[Exercise details] Using the data below, copy every line that contains the word "when".

Collected data
_____
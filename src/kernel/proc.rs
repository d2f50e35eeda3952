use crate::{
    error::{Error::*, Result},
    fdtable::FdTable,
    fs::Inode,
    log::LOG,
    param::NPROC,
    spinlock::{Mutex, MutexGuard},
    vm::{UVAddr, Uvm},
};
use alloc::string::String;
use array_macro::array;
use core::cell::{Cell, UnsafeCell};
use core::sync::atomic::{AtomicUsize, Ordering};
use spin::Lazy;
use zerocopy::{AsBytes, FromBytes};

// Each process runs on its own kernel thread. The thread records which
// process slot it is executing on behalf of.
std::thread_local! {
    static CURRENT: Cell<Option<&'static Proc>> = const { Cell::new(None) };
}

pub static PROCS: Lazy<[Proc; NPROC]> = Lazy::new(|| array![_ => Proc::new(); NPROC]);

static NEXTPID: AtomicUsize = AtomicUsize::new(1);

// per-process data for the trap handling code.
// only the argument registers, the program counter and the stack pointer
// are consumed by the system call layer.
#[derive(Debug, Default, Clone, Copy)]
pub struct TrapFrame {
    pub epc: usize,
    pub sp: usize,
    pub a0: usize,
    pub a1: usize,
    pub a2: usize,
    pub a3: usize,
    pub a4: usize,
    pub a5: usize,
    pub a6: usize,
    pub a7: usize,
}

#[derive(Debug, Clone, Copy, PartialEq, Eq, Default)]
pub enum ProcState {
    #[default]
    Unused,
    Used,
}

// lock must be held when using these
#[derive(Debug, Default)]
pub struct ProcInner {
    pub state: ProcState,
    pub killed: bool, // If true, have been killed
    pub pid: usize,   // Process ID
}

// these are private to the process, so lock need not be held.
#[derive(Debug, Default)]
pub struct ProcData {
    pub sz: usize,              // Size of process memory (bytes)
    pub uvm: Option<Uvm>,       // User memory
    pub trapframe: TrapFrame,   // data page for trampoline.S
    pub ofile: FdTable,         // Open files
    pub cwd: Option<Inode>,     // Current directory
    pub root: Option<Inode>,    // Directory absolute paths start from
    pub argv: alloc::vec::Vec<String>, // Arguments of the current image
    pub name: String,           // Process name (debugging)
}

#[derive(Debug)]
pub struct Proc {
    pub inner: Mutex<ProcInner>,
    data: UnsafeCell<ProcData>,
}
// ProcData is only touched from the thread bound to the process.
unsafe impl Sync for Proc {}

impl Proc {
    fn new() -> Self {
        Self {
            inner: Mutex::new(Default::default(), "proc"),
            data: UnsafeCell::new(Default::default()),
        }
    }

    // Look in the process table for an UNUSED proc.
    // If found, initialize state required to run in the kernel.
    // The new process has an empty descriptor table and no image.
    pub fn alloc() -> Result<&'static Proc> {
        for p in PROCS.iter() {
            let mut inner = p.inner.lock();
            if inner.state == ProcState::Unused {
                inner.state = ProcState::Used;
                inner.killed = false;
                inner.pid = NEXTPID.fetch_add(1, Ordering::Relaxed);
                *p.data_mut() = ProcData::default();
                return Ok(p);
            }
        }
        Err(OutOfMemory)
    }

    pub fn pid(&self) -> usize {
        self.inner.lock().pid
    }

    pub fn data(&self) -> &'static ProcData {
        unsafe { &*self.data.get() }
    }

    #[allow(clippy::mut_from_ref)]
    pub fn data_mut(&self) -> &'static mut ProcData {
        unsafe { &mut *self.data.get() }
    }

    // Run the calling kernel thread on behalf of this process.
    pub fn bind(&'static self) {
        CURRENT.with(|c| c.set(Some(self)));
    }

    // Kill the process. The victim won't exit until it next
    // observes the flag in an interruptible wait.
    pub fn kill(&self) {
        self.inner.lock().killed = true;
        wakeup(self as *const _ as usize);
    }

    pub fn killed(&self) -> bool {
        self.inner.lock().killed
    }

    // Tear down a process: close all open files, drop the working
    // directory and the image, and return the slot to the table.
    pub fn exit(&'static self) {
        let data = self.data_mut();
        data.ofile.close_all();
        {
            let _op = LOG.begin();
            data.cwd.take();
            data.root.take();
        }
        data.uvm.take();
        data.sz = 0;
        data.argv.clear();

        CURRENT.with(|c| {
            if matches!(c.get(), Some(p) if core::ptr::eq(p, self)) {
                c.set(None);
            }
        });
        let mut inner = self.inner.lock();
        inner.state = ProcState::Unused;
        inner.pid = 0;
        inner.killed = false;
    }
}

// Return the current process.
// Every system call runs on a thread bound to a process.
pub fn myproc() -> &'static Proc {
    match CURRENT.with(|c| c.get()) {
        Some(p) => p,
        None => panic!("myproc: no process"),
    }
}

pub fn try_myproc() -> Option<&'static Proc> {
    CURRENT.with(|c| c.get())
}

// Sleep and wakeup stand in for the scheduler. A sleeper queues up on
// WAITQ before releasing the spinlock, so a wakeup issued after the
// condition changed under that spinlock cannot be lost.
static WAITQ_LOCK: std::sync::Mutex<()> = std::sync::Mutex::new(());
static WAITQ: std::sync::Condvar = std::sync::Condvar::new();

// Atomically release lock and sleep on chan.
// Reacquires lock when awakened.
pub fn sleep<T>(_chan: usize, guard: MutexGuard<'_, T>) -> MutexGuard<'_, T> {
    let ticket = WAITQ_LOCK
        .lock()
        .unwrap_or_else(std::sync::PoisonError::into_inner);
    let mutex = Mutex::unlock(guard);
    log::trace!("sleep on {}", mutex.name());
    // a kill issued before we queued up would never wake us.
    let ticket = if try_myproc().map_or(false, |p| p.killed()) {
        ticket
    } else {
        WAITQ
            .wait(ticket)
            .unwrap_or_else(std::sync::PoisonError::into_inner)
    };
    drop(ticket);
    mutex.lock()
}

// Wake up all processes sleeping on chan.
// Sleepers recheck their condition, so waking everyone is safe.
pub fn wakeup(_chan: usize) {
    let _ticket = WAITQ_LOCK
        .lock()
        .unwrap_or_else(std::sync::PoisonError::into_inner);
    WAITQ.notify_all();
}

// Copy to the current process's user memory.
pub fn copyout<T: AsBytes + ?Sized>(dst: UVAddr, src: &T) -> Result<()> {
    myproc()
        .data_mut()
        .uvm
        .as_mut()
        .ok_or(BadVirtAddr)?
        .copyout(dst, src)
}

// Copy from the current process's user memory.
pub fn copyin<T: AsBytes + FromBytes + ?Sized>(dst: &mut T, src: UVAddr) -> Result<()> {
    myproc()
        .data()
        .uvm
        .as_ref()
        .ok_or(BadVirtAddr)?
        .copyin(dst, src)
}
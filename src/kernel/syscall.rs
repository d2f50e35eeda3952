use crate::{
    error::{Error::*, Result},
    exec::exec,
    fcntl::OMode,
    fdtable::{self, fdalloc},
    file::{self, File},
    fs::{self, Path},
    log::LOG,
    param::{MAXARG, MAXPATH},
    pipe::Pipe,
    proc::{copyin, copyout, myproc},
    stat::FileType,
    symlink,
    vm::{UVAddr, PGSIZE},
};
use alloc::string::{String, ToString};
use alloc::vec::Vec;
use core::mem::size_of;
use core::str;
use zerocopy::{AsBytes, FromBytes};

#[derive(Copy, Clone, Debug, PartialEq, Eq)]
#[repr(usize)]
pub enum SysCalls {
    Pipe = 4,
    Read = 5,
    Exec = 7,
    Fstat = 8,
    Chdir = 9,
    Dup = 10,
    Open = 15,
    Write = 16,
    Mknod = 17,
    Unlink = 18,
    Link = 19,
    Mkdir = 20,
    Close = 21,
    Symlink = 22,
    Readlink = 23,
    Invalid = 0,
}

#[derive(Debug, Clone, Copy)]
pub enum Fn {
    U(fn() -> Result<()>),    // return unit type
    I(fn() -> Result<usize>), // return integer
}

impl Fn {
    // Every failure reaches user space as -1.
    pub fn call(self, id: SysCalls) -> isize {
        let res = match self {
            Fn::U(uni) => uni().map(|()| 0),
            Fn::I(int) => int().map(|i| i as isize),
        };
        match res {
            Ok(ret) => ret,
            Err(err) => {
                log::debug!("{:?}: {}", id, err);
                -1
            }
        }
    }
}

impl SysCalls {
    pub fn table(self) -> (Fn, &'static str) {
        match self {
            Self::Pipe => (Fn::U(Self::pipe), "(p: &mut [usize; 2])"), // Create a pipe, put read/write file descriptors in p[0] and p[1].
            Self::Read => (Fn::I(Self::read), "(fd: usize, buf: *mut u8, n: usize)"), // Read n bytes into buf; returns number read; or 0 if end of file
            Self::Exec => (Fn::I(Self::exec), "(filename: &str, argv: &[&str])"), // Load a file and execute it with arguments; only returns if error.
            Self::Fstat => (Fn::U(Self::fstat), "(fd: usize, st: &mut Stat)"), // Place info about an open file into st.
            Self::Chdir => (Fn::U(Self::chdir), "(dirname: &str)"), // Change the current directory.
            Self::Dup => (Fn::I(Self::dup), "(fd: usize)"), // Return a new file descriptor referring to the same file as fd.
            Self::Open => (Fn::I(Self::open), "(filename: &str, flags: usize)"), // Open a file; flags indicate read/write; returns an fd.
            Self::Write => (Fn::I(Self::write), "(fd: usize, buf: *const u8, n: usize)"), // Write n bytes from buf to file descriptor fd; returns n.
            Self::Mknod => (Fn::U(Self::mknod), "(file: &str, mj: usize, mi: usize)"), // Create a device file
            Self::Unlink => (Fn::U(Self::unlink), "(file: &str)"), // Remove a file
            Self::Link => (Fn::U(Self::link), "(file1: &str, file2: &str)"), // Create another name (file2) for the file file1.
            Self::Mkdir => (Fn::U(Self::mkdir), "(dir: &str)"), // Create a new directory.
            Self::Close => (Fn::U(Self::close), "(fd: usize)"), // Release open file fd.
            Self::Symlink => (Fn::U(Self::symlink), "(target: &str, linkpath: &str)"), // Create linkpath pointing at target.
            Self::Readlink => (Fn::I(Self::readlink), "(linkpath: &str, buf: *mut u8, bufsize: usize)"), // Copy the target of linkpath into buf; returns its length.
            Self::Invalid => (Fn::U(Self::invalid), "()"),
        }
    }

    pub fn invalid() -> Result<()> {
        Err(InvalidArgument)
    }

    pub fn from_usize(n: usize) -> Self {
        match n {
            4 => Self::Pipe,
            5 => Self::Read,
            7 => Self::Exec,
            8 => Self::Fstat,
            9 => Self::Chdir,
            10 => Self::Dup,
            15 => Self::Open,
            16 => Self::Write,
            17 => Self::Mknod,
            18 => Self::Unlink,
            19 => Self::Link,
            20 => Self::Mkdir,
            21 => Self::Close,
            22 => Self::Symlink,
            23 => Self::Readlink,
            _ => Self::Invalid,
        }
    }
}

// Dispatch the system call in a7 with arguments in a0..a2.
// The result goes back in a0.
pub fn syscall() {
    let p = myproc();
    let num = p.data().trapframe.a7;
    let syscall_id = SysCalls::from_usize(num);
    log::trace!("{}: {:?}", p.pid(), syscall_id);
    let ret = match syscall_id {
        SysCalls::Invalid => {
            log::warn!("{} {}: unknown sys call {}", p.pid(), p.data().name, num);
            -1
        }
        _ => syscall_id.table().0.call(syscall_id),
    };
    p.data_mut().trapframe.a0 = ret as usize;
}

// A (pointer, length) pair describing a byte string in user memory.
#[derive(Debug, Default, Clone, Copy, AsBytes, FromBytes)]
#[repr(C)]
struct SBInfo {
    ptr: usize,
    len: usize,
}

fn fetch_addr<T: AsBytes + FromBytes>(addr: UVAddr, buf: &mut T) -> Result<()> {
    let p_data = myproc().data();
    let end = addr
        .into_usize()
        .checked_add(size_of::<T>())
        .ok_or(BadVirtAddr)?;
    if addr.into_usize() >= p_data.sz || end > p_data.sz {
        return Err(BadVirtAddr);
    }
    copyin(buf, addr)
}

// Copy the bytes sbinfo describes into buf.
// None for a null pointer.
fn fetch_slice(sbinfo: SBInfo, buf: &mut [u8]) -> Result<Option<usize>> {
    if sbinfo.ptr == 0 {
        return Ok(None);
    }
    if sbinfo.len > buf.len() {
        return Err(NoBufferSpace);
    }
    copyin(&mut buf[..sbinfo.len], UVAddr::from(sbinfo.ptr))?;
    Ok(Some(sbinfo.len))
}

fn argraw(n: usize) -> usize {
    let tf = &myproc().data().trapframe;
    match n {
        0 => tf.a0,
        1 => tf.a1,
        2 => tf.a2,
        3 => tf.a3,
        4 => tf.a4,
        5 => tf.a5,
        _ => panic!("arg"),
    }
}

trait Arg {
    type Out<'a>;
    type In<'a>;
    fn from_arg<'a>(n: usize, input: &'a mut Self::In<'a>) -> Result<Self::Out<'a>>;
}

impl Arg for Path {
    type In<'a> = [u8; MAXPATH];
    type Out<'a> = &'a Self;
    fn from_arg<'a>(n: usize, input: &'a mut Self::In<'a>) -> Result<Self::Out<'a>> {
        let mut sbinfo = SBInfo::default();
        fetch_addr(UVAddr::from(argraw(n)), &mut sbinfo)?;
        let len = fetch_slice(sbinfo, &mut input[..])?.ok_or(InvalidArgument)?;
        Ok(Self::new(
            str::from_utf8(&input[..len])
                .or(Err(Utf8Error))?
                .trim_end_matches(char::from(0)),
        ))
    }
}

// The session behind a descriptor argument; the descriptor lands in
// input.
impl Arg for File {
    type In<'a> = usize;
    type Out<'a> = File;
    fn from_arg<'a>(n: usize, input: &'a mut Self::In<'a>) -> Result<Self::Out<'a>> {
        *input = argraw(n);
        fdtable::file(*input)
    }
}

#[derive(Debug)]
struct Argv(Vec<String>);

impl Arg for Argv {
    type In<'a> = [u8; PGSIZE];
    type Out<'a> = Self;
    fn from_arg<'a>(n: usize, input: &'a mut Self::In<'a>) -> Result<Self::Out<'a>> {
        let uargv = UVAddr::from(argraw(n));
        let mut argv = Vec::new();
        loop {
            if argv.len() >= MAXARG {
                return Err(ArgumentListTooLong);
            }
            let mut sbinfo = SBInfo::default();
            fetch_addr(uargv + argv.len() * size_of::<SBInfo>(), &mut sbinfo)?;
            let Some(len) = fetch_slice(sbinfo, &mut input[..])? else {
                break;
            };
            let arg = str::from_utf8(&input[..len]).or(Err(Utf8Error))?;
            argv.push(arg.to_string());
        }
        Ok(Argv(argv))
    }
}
_____
[Completed task]
// lock must be held when using these
// Reacquires lock when awakened.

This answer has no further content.